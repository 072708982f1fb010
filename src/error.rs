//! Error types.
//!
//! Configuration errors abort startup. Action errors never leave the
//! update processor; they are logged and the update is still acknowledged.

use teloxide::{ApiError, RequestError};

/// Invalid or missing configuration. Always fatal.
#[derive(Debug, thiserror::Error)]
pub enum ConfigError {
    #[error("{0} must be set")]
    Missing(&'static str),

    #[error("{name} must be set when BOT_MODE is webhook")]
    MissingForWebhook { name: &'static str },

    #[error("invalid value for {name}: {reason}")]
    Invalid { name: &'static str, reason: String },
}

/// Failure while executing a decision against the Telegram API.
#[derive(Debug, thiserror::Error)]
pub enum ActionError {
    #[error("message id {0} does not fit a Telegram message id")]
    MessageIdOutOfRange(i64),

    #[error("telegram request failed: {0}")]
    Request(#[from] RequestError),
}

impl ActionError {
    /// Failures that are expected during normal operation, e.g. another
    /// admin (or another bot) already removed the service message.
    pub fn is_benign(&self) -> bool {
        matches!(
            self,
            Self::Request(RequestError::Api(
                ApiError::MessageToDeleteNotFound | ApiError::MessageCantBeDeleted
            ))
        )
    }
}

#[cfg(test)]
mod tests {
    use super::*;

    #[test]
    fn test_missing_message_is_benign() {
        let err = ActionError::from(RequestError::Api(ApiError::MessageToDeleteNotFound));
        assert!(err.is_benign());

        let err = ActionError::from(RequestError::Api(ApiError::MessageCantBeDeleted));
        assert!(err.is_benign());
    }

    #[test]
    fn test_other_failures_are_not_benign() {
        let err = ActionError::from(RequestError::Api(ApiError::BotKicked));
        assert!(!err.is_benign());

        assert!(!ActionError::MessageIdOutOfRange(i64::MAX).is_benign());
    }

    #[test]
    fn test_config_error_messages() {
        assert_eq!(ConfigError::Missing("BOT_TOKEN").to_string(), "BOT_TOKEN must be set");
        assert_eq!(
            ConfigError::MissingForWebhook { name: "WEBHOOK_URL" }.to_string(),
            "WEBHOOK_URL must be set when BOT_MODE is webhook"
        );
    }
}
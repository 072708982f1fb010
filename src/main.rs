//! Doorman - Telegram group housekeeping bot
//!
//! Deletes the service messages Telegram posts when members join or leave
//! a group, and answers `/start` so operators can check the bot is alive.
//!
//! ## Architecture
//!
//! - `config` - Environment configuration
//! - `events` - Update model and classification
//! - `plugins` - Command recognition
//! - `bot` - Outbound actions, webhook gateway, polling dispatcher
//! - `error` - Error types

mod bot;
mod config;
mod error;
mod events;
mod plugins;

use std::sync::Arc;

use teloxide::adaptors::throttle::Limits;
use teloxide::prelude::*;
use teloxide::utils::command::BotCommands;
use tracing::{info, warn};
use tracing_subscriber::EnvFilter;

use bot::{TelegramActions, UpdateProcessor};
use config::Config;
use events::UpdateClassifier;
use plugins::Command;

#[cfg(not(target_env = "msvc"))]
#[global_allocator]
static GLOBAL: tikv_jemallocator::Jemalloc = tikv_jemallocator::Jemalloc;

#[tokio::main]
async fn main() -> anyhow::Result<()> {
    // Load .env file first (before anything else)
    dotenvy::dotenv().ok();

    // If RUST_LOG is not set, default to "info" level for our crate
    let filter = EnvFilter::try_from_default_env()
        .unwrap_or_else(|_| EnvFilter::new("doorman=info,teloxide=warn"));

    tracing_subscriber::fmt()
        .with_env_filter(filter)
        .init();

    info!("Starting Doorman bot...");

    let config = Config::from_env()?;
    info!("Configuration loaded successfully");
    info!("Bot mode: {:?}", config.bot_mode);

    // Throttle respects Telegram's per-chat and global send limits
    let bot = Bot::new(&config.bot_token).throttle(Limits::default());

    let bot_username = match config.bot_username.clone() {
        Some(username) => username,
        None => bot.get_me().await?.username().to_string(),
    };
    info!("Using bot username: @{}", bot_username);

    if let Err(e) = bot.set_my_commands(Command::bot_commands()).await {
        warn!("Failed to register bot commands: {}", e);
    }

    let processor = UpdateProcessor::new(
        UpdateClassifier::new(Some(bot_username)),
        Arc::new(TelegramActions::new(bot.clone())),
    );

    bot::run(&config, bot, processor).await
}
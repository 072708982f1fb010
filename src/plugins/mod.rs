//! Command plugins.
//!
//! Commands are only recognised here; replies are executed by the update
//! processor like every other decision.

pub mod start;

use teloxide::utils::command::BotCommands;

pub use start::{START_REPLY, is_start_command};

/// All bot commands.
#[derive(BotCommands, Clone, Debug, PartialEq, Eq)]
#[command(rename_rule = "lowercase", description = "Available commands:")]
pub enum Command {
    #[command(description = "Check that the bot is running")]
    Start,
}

- - - - -

• [What to produce]
Above are the records; copy exactly the lines from the one with "#[global_allocator]" through the final line.

• [Output of the task]
#[global_allocator]
static GLOBAL: tikv_jemallocator::Jemalloc = tikv_jemallocator::Jemalloc;

#[tokio::main]
async fn main() -> anyhow::Result<()> {
    // Load .env file first (before anything else)
    dotenvy::dotenv().ok();

    // If RUST_LOG is not set, default to "info" level for our crate
    let filter = EnvFilter::try_from_default_env()
        .unwrap_or_else(|_| EnvFilter::new("doorman=info,teloxide=warn"));

    tracing_subscriber::fmt()
        .with_env_filter(filter)
        .init();

    info!("Starting Doorman bot...");

    let config = Config::from_env()?;
    info!("Configuration loaded successfully");
    info!("Bot mode: {:?}", config.bot_mode);

    // Throttle respects Telegram's per-chat and global send limits
    let bot = Bot::new(&config.bot_token).throttle(Limits::default());

    let bot_username = match config.bot_username.clone() {
        Some(username) => username,
        None => bot.get_me().await?.username().to_string(),
    };
    info!("Using bot username: @{}", bot_username);

    if let Err(e) = bot.set_my_commands(Command::bot_commands()).await {
        warn!("Failed to register bot commands: {}", e);
    }

    let processor = UpdateProcessor::new(
        UpdateClassifier::new(Some(bot_username)),
        Arc::new(TelegramActions::new(bot.clone())),
    );

    bot::run(&config, bot, processor).await
}
repository 072708982f1fb010
filename src/plugins/mod.rs
//! Command plugins.
//!
//! Commands are only recognised here; replies are executed by the update
//! processor like every other decision.

pub mod start;

use teloxide::utils::command::BotCommands;

pub use start::{START_REPLY, is_start_command};

/// All bot commands.
#[derive(BotCommands, Clone, Debug, PartialEq, Eq)]
#[command(rename_rule = "lowercase", description = "Available commands:")]
pub enum Command {
    #[command(description = "Check that the bot is running")]
    Start,
}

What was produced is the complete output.